▶ _INPUT DATA_
....

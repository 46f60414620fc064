use serde::{Deserialize, Serialize};

/// Player-visible state of one grid cell, doubling as the render surface.
///
/// Exactly twelve visuals exist: `Unknown`, `Flagged`, `Open(0)` through
/// `Open(8)`, and `Exploded`. A front-end maps each directly to a sprite or
/// glyph; no further inspection of the cell is needed.
#[derive(Copy, Clone, Debug, PartialEq, Eq, Serialize, Deserialize)]
pub enum CellView {
    /// Covered and unmarked.
    Unknown,
    /// Covered and flagged by the player.
    Flagged,
    /// Uncovered safe cell carrying its adjacent-mine count (0..=8).
    Open(u8),
    /// Uncovered mine. Appears only once the game is lost.
    Exploded,
}

impl CellView {
    pub const fn is_open(self) -> bool {
        matches!(self, Self::Open(_) | Self::Exploded)
    }
}

impl Default for CellView {
    fn default() -> Self {
        Self::Unknown
    }
}
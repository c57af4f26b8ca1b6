//! Utilities module.

use std::{fs, path::Path};

use colored::Colorize;
use sha2::{Digest, Sha256};

/// Prints a warning through the logger.
pub fn print_warning<S: AsRef<str>>(warning: S) {
    warn!("{}", warning.as_ref());
}

/// Prints the given error and its whole cause chain to `stderr`.
pub fn print_error(error: &failure::Error) {
    eprintln!("{} {}", "Error:".bold().red(), error.to_string().red());

    for cause in error.iter_chain().skip(1) {
        eprintln!("\t{} {}", "Caused by:".bold(), cause);
    }
}

/// Checks if the given path exists in the file system.
pub fn file_exists<P: AsRef<Path>>(path: P) -> bool {
    fs::metadata(path).is_ok()
}

/// Gets the file name of the given package without its extension.
pub fn package_name<P: AsRef<Path>>(package: P) -> String {
    package
        .as_ref()
        .file_stem()
        .map(|stem| stem.to_string_lossy().into_owned())
        .unwrap_or_default()
}

/// Computes the hexadecimal SHA-256 fingerprint of a package.
pub fn fingerprint(bytes: &[u8]) -> String {
    let mut hasher = Sha256::default();
    hasher.input(bytes);
    hex::encode(hasher.result().as_slice())
}
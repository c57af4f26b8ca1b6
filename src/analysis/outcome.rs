//! Classification of analysis runs.

use std::fmt;

use super::tool::ToolRun;

/// Line printed by FlowDroid when the analysis found no leak.
pub const NO_LEAKS_PHRASE: &str = "Found 0 leaks";

/// Message returned when the analysis found no leak.
pub const NO_VULNERABILITIES_MESSAGE: &str = "Analysis complete - No vulnerabilities detected";

/// Message returned when the tool exited cleanly but wrote no result document.
pub const MISSING_OUTPUT_MESSAGE: &str =
    "Analysis process completed but no output file was generated";

/// Verdict on a completed run, before the result document is read.
#[derive(Debug, Clone, Copy, PartialEq, Eq)]
pub enum Classification {
    /// The tool reported zero leaks.
    NoVulnerabilities,
    /// The tool exited with a failure status.
    ExecutionError,
    /// The result document is available.
    Findings,
    /// The tool exited cleanly without a result document.
    MissingOutput,
}

/// Classifies a completed run.
///
/// The zero leaks line wins over everything else, so a stale document left by a previous
/// run is never reported as findings.
pub fn classify(run: &ToolRun) -> Classification {
    if run.captured_text().contains(NO_LEAKS_PHRASE) {
        Classification::NoVulnerabilities
    } else if !run.is_success() {
        Classification::ExecutionError
    } else if run.output_exists() {
        Classification::Findings
    } else {
        Classification::MissingOutput
    }
}

/// Reasons for an analysis to fail.
#[derive(Debug, Clone, Copy, PartialEq, Eq)]
pub enum FailureKind {
    /// The tool could not be started or exited with a failure status.
    ExecutionError,
    /// The tool wrote more output than allowed.
    BufferOverflow,
    /// The tool did not finish in time.
    Timeout,
    /// The tool exited cleanly without a result document.
    MissingOutput,
    /// The result document exists but could not be read back.
    Transport,
}

impl FailureKind {
    /// Short label of the failure, as sent in the `error` field of the gateway answer.
    pub fn label(self) -> &'static str {
        match self {
            FailureKind::ExecutionError => "Execution error",
            FailureKind::BufferOverflow => "Output buffer exceeded",
            FailureKind::Timeout => "Analysis timed out",
            FailureKind::MissingOutput => "Missing output file",
            FailureKind::Transport => "Error sending file",
        }
    }
}

impl fmt::Display for FailureKind {
    fn fmt(&self, f: &mut fmt::Formatter<'_>) -> fmt::Result {
        write!(f, "{}", self.label())
    }
}

/// Result of one analysis job.
#[derive(Debug, Clone, PartialEq, Eq)]
pub enum ReportOutcome {
    /// The analysis found no leak.
    NoVulnerabilities {
        /// Message for the user.
        message: String,
        /// Captured output of the tool.
        output: String,
    },
    /// The analysis produced a result document.
    Findings {
        /// Raw XML result document.
        document: Vec<u8>,
    },
    /// The analysis failed.
    Failed {
        /// What went wrong.
        kind: FailureKind,
        /// Message for the user.
        message: String,
        /// Captured output of the tool, if any.
        output: String,
    },
}

impl ReportOutcome {
    /// Creates a failed outcome.
    pub fn failed<M, O>(kind: FailureKind, message: M, output: O) -> Self
    where
        M: Into<String>,
        O: Into<String>,
    {
        ReportOutcome::Failed {
            kind,
            message: message.into(),
            output: output.into(),
        }
    }

    /// Checks if the outcome is a failure.
    pub fn is_failure(&self) -> bool {
        match self {
            ReportOutcome::Failed { .. } => true,
            _ => false,
        }
    }
}
//! APK Leak Analyzer
//!
//! Gateway and report viewer for FlowDroid taint analysis of Android applications. The gateway
//! receives APK uploads, runs the analysis tool on them and returns either a "no leaks" answer
//! or the raw result document. The client turns that document into a typed report with
//! aggregated statistics.

#![forbid(
    anonymous_parameters,
    unsafe_code,
    overflowing_literals,
    unconditional_recursion,
    while_true
)]
#![warn(
    missing_docs,
    trivial_casts,
    trivial_numeric_casts,
    unused_extern_crates,
    unused_import_braces,
    unused_qualifications,
    unused_results,
    variant_size_differences,
    clippy::all
)]

#[macro_use]
extern crate clap;
#[macro_use]
extern crate failure_derive;
#[macro_use]
extern crate serde_derive;
#[macro_use]
extern crate lazy_static;
#[macro_use]
extern crate log;

pub mod analysis;
pub mod cli;
pub mod client;
mod config;
mod error;
pub mod results;
pub mod server;
mod utils;

use std::{env, io::Write, path::PathBuf};

use clap::ArgMatches;
use colored::Colorize;
use env_logger::Builder;
use failure::{Error, ResultExt};
use log::{Level, LevelFilter};

pub use crate::{
    config::Config,
    error::ErrorKind,
    utils::{file_exists, fingerprint, package_name, print_error, print_warning},
};

/// Initialize the config with the config files and command line options.
///
/// An explicit `--config` file is always used. Otherwise, on UNIX, if the local file
/// (`config.toml`) does not exist but the global one does
/// (`/etc/apk-leak-analyzer/config.toml`), the latter is used. Otherwise, the local file is
/// used. Finally, if none of the files could be loaded, the default config is used.
pub fn initialize_config(cli: &ArgMatches<'_>) -> Result<Config, Error> {
    let explicit_path = cli.value_of("config").map(PathBuf::from).or_else(|| {
        cli.subcommand()
            .1
            .and_then(|sub| sub.value_of("config"))
            .map(PathBuf::from)
    });
    let config_path = PathBuf::from("config.toml");
    let global_config_path = PathBuf::from("/etc/apk-leak-analyzer/config.toml");

    let mut config = if let Some(path) = explicit_path {
        Config::from_file(&path).context(format!(
            "there was an error when reading the {} file",
            path.display()
        ))?
    } else if cfg!(target_family = "unix") && !config_path.exists() && global_config_path.exists()
    {
        Config::from_file(&global_config_path).context(
            "there was an error when reading the /etc/apk-leak-analyzer/config.toml file",
        )?
    } else if config_path.exists() {
        Config::from_file(&config_path)
            .context("there was an error when reading the config.toml file")?
    } else {
        print_warning("config file not found. Using default configuration");
        Config::default()
    };

    config.load_from_env();
    config
        .decorate_with_cli(cli)
        .context("there was an error reading config from CLI")?;

    Ok(config)
}

/// Initializes the logger.
///
/// `RUST_LOG` takes precedence. Otherwise the crate logs at the `Info` level, or `Debug` in
/// verbose mode.
pub fn initialize_logger(is_verbose: bool) {
    let log_level = if is_verbose {
        LevelFilter::Debug
    } else {
        LevelFilter::Info
    };

    let mut builder = Builder::new();
    let _ = builder.format(|buf, record| match record.level() {
        Level::Warn => writeln!(
            buf,
            "{}{}",
            "Warning: ".bold().yellow(),
            record.args().to_string().yellow()
        ),
        Level::Error => writeln!(
            buf,
            "{}{}",
            "Error: ".bold().red(),
            record.args().to_string().red()
        ),
        Level::Debug => writeln!(
            buf,
            "{}{}",
            "Debug: ".bold(),
            record.args().to_string().bold()
        ),
        Level::Info => writeln!(buf, "{}", record.args()),
        _ => writeln!(buf, "{}: {}", record.level(), record.args()),
    });

    let _ = if let Ok(env_log) = env::var("RUST_LOG") {
        builder.parse(&env_log)
    } else {
        builder.filter(Some("apk_leak_analyzer"), log_level)
    };

    if let Err(e) = builder.try_init() {
        println!("Could not initialize logger: {}", e);
    }
}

....

▶ _WORK ITEM_
In the listing above, the line with "let _ = if let" starts the part to copy. Copy it through the last line exactly, with nothing else.

▶ _RESULT OF THE TASK_
    let _ = if let Ok(env_log) = env::var("RUST_LOG") {
        builder.parse(&env_log)
    } else {
        builder.filter(Some("apk_leak_analyzer"), log_level)
    };

    if let Err(e) = builder.try_init() {
        println!("Could not initialize logger: {}", e);
    }
}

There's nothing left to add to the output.